Alexander Calder’s Great-Grandson Talks to Artsy About Art & Music

Gryphon Rower-Upjohn is the great-grandson of the renowned artist Alexander Calder. The current exhibition “Alexander Calder: Avant-Garde in Motion” in Dusseldorf highlights the ground-breaking, yet often overlooked, experimental work in sound and music Calder did 20 years before John Cage. In this interview, I talk to Rower-Upjohn about why people love Calder's work, his recent article “Calder and Sound,” and how Calder might have reacted to the internet.

Christine Kuan: Calder was born in 1898, but remains one of the most popular artists of today over 100 years later. Why do you think people love his work so much?

Gryphon Rower-Upjohn: It is difficult to imagine that during the initial stage of my great-grandfather’s career, his work was so radical that it was critically deemed to fall entirely outside the realm of “art.” This is one of the great paradoxes of Calder’s career: as he became extremely famous and internationally celebrated from the late 1950s through his death in 1976, his stature as a leading artist in the Paris avant-garde of the 1930s was overshadowed. Calder said that “art should not be lugubrious;” perhaps there is a certain lightness, an insouciant flavor in his work that allows it to step gracefully into our own time.

CK: In your article, “Calder and Sound, you write about Calder’s receptivity to accidental phenomena, and this notion of chance remains extremely pertinent to artists working now. How do you feel Calders legacy is felt in contemporary art?

GRU: Calder worked in a studio without music or other people—only the sounds of mobiles clanging in the rafters and gongs striking at unpredictable moments broke the silence.
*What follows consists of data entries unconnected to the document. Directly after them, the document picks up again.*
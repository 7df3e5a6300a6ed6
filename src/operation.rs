use std::fmt;

use crate::registry::RawHandle;

/// Which of a dock's two slots an operation occupies.
#[derive(Debug, Clone, Copy, PartialEq, Eq, Hash)]
pub enum Direction {
    Read,
    Write,
}

impl fmt::Display for Direction {
    fn fmt(&self, f: &mut fmt::Formatter<'_>) -> fmt::Result {
        f.write_str(match self {
            Self::Read => "read",
            Self::Write => "write",
        })
    }
}

/// Identifies a dock registered with a [`Server`](crate::Server).
///
/// Handles are generation-checked: after the dock is destroyed the handle
/// goes stale and stops resolving instead of aliasing a recycled slot.
#[derive(Debug, Clone, Copy, PartialEq, Eq)]
pub struct DockHandle(RawHandle);

impl DockHandle {
    pub(crate) fn new(token: RawHandle) -> Self {
        Self(token)
    }

    pub(crate) fn token(self) -> RawHandle {
        self.0
    }
}

/// Identifies an acceptor registered with a [`Server`](crate::Server).
#[derive(Debug, Clone, Copy, PartialEq, Eq)]
pub struct AcceptorHandle(RawHandle);

impl AcceptorHandle {
    pub(crate) fn new(token: RawHandle) -> Self {
        Self(token)
    }
}

/// A completed read or write operation, as delivered to its callback.
///
/// Carries everything needed to resume a protocol from inside the callback:
/// the dock it ran on, its direction, and the buffer that was queued. For a
/// read the transferred prefix of the buffer holds the received bytes; for a
/// write the buffer is returned unchanged.
pub struct Operation {
    dock: DockHandle,
    direction: Direction,
    buffer: Vec<u8>,
}

impl Operation {
    pub(crate) fn new(dock: DockHandle, direction: Direction, buffer: Vec<u8>) -> Self {
        Self {
            dock,
            direction,
            buffer,
        }
    }

    /// The dock this operation belongs to.
    pub fn dock(&self) -> DockHandle {
        self.dock
    }

    /// Whether this was the read or the write slot.
    pub fn direction(&self) -> Direction {
        self.direction
    }

    /// The queued buffer.
    pub fn buffer(&self) -> &[u8] {
        &self.buffer
    }

    /// Consumes the operation, handing the buffer back for reuse.
    pub fn into_buffer(self) -> Vec<u8> {
        self.buffer
    }
}

#[cfg(test)]
mod tests {
    use super::*;
    use crate::registry::Registry;

    #[test]
    fn operation_reports_its_origin() {
        let mut registry = Registry::new();
        let dock = DockHandle::new(registry.insert(()));
        let operation = Operation::new(dock, Direction::Write, b"reply".to_vec());
        assert_eq!(operation.dock(), dock);
        assert_eq!(operation.direction(), Direction::Write);
        assert_eq!(operation.buffer(), b"reply");
        assert_eq!(operation.into_buffer(), b"reply".to_vec());
    }
}
use std::mem;
use std::os::fd::RawFd;

use crate::addr::Ipv4Address;
use crate::error::{ErrorCode, FatalError, errno};

use super::Server;

/// How a socket participates in the event loop.
///
/// The role steers registration bookkeeping: an accepted socket joins the
/// epoll set on its first queued operation (`Io`) and is re-armed with a
/// modify thereafter (`IoRearmed`).
#[derive(Debug, Clone, Copy, PartialEq, Eq)]
pub(crate) enum Role {
    Listening,
    AcceptPending,
    Io,
    IoRearmed,
}

/// A TCP socket owned either by the runtime or by the embedding application.
///
/// Move-only: ownership changes hands explicitly (`Accepted::claim`,
/// `Server::create_dock`) and the descriptor is closed exactly once, by
/// [`Socket::destroy`] or by the drop at the end of the last owner's life.
pub struct Socket {
    fd: RawFd,
    role: Role,
}

impl Server {
    /// Creates a socket bound to `0.0.0.0:port` and listening with the OS
    /// backlog maximum.
    ///
    /// Each step of the pipeline short-circuits on failure and reports the
    /// failing call. Setup errors are always fatal.
    pub fn create_socket(&mut self, port: u16) -> Result<Socket, FatalError> {
        let socket = create_unbound()?;
        socket.set_nonblocking(true)?;
        socket.enable_address_reuse()?;
        socket.bind(port)?;
        socket.listen()?;
        log::debug!("listening socket bound to port {port}");
        Ok(socket)
    }
}

fn create_unbound() -> Result<Socket, FatalError> {
    let fd = unsafe {
        libc::socket(libc::AF_INET, libc::SOCK_STREAM | libc::SOCK_CLOEXEC, 0)
    };
    if fd == -1 {
        return Err(FatalError::os("socket", errno()));
    }
    Ok(Socket {
        fd,
        role: Role::Listening,
    })
}

impl Socket {
    /// Wraps a descriptor fresh out of `accept4`.
    pub(crate) fn io(fd: RawFd) -> Self {
        Self { fd, role: Role::Io }
    }

    /// Returns the raw file descriptor without transferring ownership.
    #[inline]
    pub fn as_raw_fd(&self) -> RawFd {
        self.fd
    }

    pub(crate) fn role(&self) -> Role {
        self.role
    }

    pub(crate) fn set_role(&mut self, role: Role) {
        self.role = role;
    }

    /// Sets or clears `O_NONBLOCK` on the descriptor.
    pub(crate) fn set_nonblocking(&self, nonblocking: bool) -> Result<(), FatalError> {
        let flags = unsafe { libc::fcntl(self.fd, libc::F_GETFL) };
        if flags == -1 {
            return Err(FatalError::os("fcntl", errno()));
        }
        let flags = if nonblocking {
            flags | libc::O_NONBLOCK
        } else {
            flags & !libc::O_NONBLOCK
        };
        if unsafe { libc::fcntl(self.fd, libc::F_SETFL, flags) } == -1 {
            return Err(FatalError::os("fcntl", errno()));
        }
        Ok(())
    }

    fn enable_address_reuse(&self) -> Result<(), FatalError> {
        let enable: libc::c_int = 1;
        let result = unsafe {
            libc::setsockopt(
                self.fd,
                libc::SOL_SOCKET,
                libc::SO_REUSEADDR,
                &enable as *const libc::c_int as *const libc::c_void,
                mem::size_of::<libc::c_int>() as libc::socklen_t,
            )
        };
        if result == -1 {
            return Err(FatalError::os("setsockopt", errno()));
        }
        Ok(())
    }

    fn bind(&self, port: u16) -> Result<(), FatalError> {
        let address = libc::sockaddr_in {
            sin_family: libc::AF_INET as libc::sa_family_t,
            sin_port: port.to_be(),
            sin_addr: libc::in_addr {
                s_addr: libc::INADDR_ANY.to_be(),
            },
            sin_zero: [0; 8],
        };
        let result = unsafe {
            libc::bind(
                self.fd,
                &address as *const libc::sockaddr_in as *const libc::sockaddr,
                mem::size_of::<libc::sockaddr_in>() as libc::socklen_t,
            )
        };
        if result == -1 {
            return Err(FatalError::os("bind", errno()));
        }
        Ok(())
    }

    fn listen(&self) -> Result<(), FatalError> {
        if unsafe { libc::listen(self.fd, libc::SOMAXCONN) } == -1 {
            return Err(FatalError::os("listen", errno()));
        }
        Ok(())
    }

    /// Returns the locally bound address.
    ///
    /// The main use is recovering the port after binding port 0.
    pub fn local_addr(&self) -> Result<Ipv4Address, FatalError> {
        let mut storage: libc::sockaddr_in = unsafe { mem::zeroed() };
        let mut length = mem::size_of::<libc::sockaddr_in>() as libc::socklen_t;
        let result = unsafe {
            libc::getsockname(
                self.fd,
                &mut storage as *mut libc::sockaddr_in as *mut libc::sockaddr,
                &mut length,
            )
        };
        if result == -1 {
            return Err(FatalError::os("getsockname", errno()));
        }
        Ok(address_from_raw(&storage))
    }

    /// Closes the descriptor.
    ///
    /// Safe to call on an already-destroyed socket. A close that fails with a
    /// would-block class code is retried once after forcing the descriptor
    /// back to blocking mode; the kernel can refuse the first close while
    /// queued data is still draining.
    pub fn destroy(&mut self) -> Result<(), FatalError> {
        if self.fd == -1 {
            return Ok(());
        }
        if unsafe { libc::close(self.fd) } != 0 {
            let code = errno();
            let can_retry = matches!(
                ErrorCode::classify(code),
                Some(ErrorCode::WouldBlock | ErrorCode::TryAgain)
            );
            if !can_retry {
                return Err(FatalError::os("close", code));
            }
            self.set_nonblocking(false)?;
            if unsafe { libc::close(self.fd) } != 0 {
                return Err(FatalError::os("close", errno()));
            }
        }
        self.fd = -1;
        Ok(())
    }

    /// Storage size of a socket, for embedders allocating it externally.
    pub const fn size() -> usize {
        mem::size_of::<Self>()
    }

    /// Storage alignment of a socket.
    pub const fn alignment() -> usize {
        mem::align_of::<Self>()
    }

    #[cfg(test)]
    pub(crate) fn invalid_for_tests() -> Self {
        Self {
            fd: -1,
            role: Role::Io,
        }
    }
}

impl Drop for Socket {
    fn drop(&mut self) {
        if self.fd != -1 {
            if let Err(error) = self.destroy() {
                log::warn!("leaking descriptor after a failed close: {error}");
            }
        }
    }
}

impl std::os::fd::AsRawFd for Socket {
    fn as_raw_fd(&self) -> RawFd {
        self.fd
    }
}

/// Converts a wire-format `sockaddr_in` into the host-readable form.
pub(crate) fn address_from_raw(raw: &libc::sockaddr_in) -> Ipv4Address {
    Ipv4Address::new(raw.sin_addr.s_addr.to_ne_bytes(), u16::from_be(raw.sin_port))
}

#[cfg(test)]
mod tests {
    use super::*;

    #[test]
    fn reported_layout_matches_storage() {
        assert_eq!(Socket::size(), mem::size_of::<Socket>());
        assert_eq!(Socket::alignment(), mem::align_of::<Socket>());
        assert!(Socket::alignment().is_power_of_two());
    }

    #[test]
    fn destroy_is_idempotent_on_an_invalid_descriptor() {
        let mut socket = Socket::invalid_for_tests();
        assert!(socket.destroy().is_ok());
        assert!(socket.destroy().is_ok());
    }

    #[test]
    fn wire_address_converts_to_host_form() {
        let raw = libc::sockaddr_in {
            sin_family: libc::AF_INET as libc::sa_family_t,
            sin_port: 4070u16.to_be(),
            sin_addr: libc::in_addr {
                s_addr: u32::from_be_bytes([127, 0, 0, 1]).to_be(),
            },
            sin_zero: [0; 8],
        };
        let address = address_from_raw(&raw);
        assert_eq!(address.octets(), [127, 0, 0, 1]);
        assert_eq!(address.port(), 4070);
    }
}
It is important to understand that Calder made chance compositions with percussive objects 20 years before John Cage’s innovations with chance and metal. The first hanging mobile, Small Sphere and Heavy Sphere (1932/33), creates avant-garde music initiated by the viewer’s intervention. My great-grandfather was a visionary of the increasingly blurred, intermingling categories of art, which in our “post-structural” time have opened up even more. His mobiles profoundly shaped the “open form” movements in visual art, music, architecture, even literature. 
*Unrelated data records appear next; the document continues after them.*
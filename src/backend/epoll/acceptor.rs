use std::mem;

use crate::addr::Ipv4Address;
use crate::backend::Tick;
use crate::error::{ErrorCode, FatalError, errno};
use crate::handler::{AcceptHandler, Accepted};
use crate::registry::RawHandle;

use super::socket::{Socket, address_from_raw};
use super::{Entry, Server, ev};

/// How the listening socket is registered with epoll.
#[derive(Debug, Clone, Copy, PartialEq, Eq)]
pub(crate) enum ArmMode {
    /// Exclusive wakeup, level-triggered; the kernel re-notifies while
    /// connections are pending, so no explicit re-arm is needed.
    Exclusive,
    /// Edge-triggered one-shot; every dispatch re-arms before handling the
    /// accept outcome.
    OneShot,
}

/// The self-re-arming accept loop for one listening socket.
pub(crate) struct Acceptor {
    socket: Socket,
    handler: Option<Box<dyn AcceptHandler>>,
    pub(crate) mode: ArmMode,
}

impl Acceptor {
    pub(crate) fn new(socket: Socket, handler: Box<dyn AcceptHandler>) -> Self {
        Self {
            socket,
            handler: Some(handler),
            mode: ArmMode::OneShot,
        }
    }

    pub(crate) fn into_socket(self) -> Socket {
        self.socket
    }
}

/// What one accept attempt produced.
enum Outcome {
    Connection(Socket, Ipv4Address),
    Transient(ErrorCode),
}

/// Splits an accept failure into the two tiers: classified codes go to the
/// handler, everything else aborts the loop.
fn classify_accept_failure(native: i32) -> Result<ErrorCode, FatalError> {
    match ErrorCode::classify(native) {
        Some(code) => Ok(code),
        None => Err(FatalError::os("accept4", native)),
    }
}

impl Server {
    /// Handles one readiness notification on a listening socket.
    ///
    /// A single bad connection never stops the acceptor: classified failures
    /// are delivered to the handler and the listener is re-armed on every
    /// continue path. Only unclassified failures, or the handler returning
    /// `false`, end the loop.
    pub(crate) fn dispatch_accept(&mut self, token: RawHandle) -> Result<Tick, FatalError> {
        let (fd, mode) = match self.entries.get(token) {
            Some(Entry::Acceptor(acceptor)) => (acceptor.socket.as_raw_fd(), acceptor.mode),
            _ => return Ok(Tick::Continue),
        };

        let mut storage: libc::sockaddr_in = unsafe { mem::zeroed() };
        let mut length = mem::size_of::<libc::sockaddr_in>() as libc::socklen_t;
        let incoming = unsafe {
            libc::accept4(
                fd,
                &mut storage as *mut libc::sockaddr_in as *mut libc::sockaddr,
                &mut length,
                libc::SOCK_CLOEXEC | libc::SOCK_NONBLOCK,
            )
        };

        let outcome = if incoming == -1 {
            let code = classify_accept_failure(errno()).inspect_err(|error| {
                log::error!("{error}");
            })?;
            Outcome::Transient(code)
        } else {
            Outcome::Connection(Socket::io(incoming), address_from_raw(&storage))
        };

        if mode == ArmMode::OneShot {
            self.epoll
                .modify(fd, token.to_bits(), ev::IN | ev::ET | ev::ONESHOT)?;
        }

        let (code, mut accepted, address) = match outcome {
            Outcome::Connection(socket, address) => (ErrorCode::Ok, Accepted::new(socket), address),
            Outcome::Transient(code) => (code, Accepted::empty(), Ipv4Address::UNSPECIFIED),
        };

        let mut handler = match self.entries.get_mut(token) {
            Some(Entry::Acceptor(acceptor)) => acceptor
                .handler
                .take()
                .expect("accept handler is installed outside dispatch"),
            _ => return Ok(Tick::Continue),
        };
        let keep_going = handler.on_accept(self, code, &mut accepted, address);

        // The handler left the connection behind, so it gets closed here.
        if let Some(mut socket) = accepted.take_unclaimed() {
            if let Err(error) = socket.destroy() {
                log::warn!("failed to close an unclaimed connection: {error}");
            }
        }
        if let Some(Entry::Acceptor(acceptor)) = self.entries.get_mut(token) {
            acceptor.handler = Some(handler);
        }

        Ok(if keep_going {
            Tick::Continue
        } else {
            Tick::Stopped
        })
    }
}

#[cfg(test)]
mod tests {
    use super::*;

    #[test]
    fn classified_failures_reach_the_handler() {
        assert_eq!(
            classify_accept_failure(libc::ECONNRESET).unwrap(),
            ErrorCode::ConnectionReset
        );
        assert_eq!(
            classify_accept_failure(libc::EAGAIN).unwrap(),
            ErrorCode::WouldBlock
        );
    }

    #[test]
    fn unclassified_failures_abort_the_loop() {
        let error = classify_accept_failure(libc::EIO).unwrap_err();
        assert!(matches!(
            error,
            FatalError::Os {
                function: "accept4",
                code: libc::EIO,
            }
        ));
    }
}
CK: Some people are not aware of Calder’s experimentations with sound and music. What was most important about this aspect of Calders work in relationship to his other work with mobiles, stabiles, etc.? 

GRU: Calder employed sound as he did color—as a means of varying elements and enhancing the disparity within a composition. He was involved in many projects where sound played an essential role, including collaborations with Martha Graham and Virgil Thomson. I have identified nearly four dozen noise-mobiles that intentionally collide to produce resonance and envelope the viewer. Considering his immense oeuvre (thousands of sculptures, nearly 23,000 works documented in all media), noise-mobiles are a rarer breed.

CK: Calder is exhibited everywherein public spaces, parks, galleries, and in special exhibitions globally. What is unique about this exhibition at Kunstsammlung Nordrhein-Westfalen?

GRU: In this exhibition, Calder’s noise-mobiles are highlighted. Not since his 1952 exhibition “Gongs and Towers” at Curt Valentin gallery in New York has sound been a focus. Triple Gong (c. 1948), a work displayed in Düsseldorf, has red tendril-like wires plunging down through space and perking up to terminate in small metal cylinders. These cylinders (beaters) come into plane with three brass gongs hung in a sequence of pitches. Calder applied this technique throughout the 1950s and into the early 1960s, what I call his “refined” period when mobiles breathed independently and yet in agreement, so to speak, with their gong supplements. I’ve begun to trace the evolution of these noise-mobiles from the late 1920s and early 1930s—a time when he employed percussion and noise-makers in Cirque Calder and he was also involved in a deep kinship with the avant-garde composer Edgard Varèse—through his death in 1976. Although he produced a precious number of sound works, it is significant that he returned to the issue of sound throughout his career.

CK: Calder was an innovator and historic films of him really capture his sense of joy, youth, and play. The Foundation was one of our first nonprofit partners to share images of Calder’s work with the public through Artsy, how do you think Calder would view the Internet and startup technology efforts like Artsy if he were alive today?

GRU: My great-grandfather was resolutely curious. I think it is reasonable to assume he would harness cutting-edge technology just as he innovated with other materials and media. There is a story that in the summer of 1955, Calder was commissioned to make a mobile for the University of Venezuela. The architect Carlos Raúl Villanueva remarked that the mobile would not be hung in the main auditorium; the ceiling was occupied with ribbons of acoustical reflectors. Calder responded, “Let us play with these acoustical reflectors.” Working with a team of acoustical engineers, he designed an acoustic ceiling made from large, colorful panels of plywood—some 30 feet long—tilted in horizontal orientations to reflect sound.

See “Alexander Calder: Avant-Garde in Motion” at Kunstsammlung Nordrhein-Westfalen, Düsseldorf, Germany, on view through January 12, 2014.